PROMPT - Wherever a line holds the word "copied", copy that line from the data.

----- RECORDED INFORMATION -----

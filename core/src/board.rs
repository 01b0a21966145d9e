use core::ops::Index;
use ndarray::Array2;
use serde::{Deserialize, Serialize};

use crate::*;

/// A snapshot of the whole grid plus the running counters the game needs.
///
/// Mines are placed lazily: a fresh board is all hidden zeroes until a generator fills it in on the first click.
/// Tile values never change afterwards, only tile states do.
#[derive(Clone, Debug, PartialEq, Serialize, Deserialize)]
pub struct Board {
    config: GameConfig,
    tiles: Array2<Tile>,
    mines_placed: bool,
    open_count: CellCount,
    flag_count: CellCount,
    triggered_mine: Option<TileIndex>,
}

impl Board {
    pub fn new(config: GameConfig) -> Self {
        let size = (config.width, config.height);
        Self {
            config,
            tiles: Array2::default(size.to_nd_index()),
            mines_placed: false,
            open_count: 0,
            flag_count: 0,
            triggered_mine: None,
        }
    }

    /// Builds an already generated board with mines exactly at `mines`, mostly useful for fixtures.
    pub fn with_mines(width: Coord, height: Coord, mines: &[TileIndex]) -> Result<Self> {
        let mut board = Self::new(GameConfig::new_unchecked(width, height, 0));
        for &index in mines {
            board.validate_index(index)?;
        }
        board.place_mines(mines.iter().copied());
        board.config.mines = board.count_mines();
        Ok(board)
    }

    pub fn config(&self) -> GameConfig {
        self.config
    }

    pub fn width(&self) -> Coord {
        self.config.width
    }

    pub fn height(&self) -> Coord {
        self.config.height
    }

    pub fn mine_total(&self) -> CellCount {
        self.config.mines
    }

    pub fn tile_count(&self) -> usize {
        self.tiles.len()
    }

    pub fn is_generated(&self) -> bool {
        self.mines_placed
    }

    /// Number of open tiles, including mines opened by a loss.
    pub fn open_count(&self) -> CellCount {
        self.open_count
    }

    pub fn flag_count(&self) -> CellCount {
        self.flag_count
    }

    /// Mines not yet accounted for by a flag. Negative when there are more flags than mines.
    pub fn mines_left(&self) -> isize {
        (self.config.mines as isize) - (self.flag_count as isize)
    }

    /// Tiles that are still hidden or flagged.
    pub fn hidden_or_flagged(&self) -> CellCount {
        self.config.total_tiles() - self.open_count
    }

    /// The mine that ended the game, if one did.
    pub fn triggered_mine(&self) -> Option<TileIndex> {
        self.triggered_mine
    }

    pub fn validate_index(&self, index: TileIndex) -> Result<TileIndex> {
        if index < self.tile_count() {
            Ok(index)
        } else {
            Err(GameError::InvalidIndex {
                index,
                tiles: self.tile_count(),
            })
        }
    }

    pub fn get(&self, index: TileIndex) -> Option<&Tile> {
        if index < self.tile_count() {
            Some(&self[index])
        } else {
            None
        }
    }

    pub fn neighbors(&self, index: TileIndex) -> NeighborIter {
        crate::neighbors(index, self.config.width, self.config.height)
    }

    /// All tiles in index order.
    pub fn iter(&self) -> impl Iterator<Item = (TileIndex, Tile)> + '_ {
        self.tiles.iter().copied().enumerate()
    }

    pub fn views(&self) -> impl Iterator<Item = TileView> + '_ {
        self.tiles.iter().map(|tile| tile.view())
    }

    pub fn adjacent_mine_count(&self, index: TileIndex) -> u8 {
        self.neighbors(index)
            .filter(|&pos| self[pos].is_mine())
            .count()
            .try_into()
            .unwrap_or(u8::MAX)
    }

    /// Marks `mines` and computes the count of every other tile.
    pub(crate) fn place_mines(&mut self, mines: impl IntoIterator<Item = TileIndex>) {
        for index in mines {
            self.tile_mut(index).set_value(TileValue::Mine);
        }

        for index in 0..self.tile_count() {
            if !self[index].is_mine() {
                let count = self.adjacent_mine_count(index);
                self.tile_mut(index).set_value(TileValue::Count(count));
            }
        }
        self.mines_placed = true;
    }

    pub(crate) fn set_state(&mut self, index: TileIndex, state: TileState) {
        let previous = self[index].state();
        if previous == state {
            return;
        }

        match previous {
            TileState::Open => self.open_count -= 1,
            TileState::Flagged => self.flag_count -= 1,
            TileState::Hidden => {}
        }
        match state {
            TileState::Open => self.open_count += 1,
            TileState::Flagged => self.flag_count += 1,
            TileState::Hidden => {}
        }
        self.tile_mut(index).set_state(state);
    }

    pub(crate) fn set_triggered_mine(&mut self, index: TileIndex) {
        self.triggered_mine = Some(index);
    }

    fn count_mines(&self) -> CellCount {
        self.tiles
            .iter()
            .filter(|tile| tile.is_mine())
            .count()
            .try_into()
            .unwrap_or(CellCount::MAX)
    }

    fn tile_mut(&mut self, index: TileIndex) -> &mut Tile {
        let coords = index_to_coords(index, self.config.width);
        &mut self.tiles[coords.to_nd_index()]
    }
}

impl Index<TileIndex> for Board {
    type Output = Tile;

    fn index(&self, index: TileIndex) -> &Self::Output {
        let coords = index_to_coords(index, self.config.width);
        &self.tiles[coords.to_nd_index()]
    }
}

-----
----- RECORDED INFORMATION -----

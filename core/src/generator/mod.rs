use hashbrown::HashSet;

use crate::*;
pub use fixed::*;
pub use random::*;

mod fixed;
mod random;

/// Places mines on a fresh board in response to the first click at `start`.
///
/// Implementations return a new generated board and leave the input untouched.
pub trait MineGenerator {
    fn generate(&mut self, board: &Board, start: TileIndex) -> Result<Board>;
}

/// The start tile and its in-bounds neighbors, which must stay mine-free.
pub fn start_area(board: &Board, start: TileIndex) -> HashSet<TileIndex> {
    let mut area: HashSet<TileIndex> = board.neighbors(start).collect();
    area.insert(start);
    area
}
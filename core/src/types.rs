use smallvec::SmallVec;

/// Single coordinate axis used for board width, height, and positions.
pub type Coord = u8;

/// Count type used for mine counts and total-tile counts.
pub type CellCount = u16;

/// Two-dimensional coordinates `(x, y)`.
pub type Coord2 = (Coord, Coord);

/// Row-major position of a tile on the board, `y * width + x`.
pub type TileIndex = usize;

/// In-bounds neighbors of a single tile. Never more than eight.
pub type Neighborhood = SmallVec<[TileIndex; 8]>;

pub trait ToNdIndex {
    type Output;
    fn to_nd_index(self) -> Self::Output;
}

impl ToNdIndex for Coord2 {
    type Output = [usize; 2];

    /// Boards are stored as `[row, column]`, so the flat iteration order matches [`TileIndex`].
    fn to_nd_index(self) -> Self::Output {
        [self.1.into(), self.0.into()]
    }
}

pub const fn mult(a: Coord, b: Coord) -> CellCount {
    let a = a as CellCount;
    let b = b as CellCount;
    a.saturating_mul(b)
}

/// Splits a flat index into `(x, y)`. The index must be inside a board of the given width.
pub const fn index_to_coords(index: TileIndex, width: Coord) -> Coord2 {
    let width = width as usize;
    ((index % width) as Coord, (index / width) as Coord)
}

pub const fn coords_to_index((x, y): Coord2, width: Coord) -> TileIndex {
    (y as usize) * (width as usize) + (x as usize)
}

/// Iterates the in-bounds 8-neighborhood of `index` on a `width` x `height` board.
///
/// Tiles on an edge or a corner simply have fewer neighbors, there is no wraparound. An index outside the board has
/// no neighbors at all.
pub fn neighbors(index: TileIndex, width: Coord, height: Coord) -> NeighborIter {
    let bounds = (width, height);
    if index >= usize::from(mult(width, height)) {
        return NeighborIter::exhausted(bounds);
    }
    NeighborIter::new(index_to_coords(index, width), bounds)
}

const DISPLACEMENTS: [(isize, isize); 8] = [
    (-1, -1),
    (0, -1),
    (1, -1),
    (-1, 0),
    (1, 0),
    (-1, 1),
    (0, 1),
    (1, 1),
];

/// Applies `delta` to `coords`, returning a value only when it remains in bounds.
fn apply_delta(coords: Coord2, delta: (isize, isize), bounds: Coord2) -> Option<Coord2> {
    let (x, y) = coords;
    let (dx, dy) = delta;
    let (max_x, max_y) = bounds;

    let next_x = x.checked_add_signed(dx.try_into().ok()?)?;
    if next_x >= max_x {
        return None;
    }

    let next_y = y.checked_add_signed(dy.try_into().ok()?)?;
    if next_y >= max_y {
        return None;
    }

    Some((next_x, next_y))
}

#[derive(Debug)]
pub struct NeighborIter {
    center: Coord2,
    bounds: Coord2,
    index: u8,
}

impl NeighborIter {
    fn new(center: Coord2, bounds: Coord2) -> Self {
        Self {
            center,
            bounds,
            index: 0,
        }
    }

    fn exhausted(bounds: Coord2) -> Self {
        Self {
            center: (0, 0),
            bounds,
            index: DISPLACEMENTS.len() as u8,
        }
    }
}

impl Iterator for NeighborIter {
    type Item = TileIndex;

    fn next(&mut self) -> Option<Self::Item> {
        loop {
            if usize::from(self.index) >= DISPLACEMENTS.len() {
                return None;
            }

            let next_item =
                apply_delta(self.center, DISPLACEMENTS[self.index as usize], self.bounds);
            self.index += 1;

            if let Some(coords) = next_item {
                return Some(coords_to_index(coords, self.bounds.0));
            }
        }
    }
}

-----

ANSWER BOX -
        board.place_mines(mines.iter().copied());
        self.tiles.iter().copied().enumerate()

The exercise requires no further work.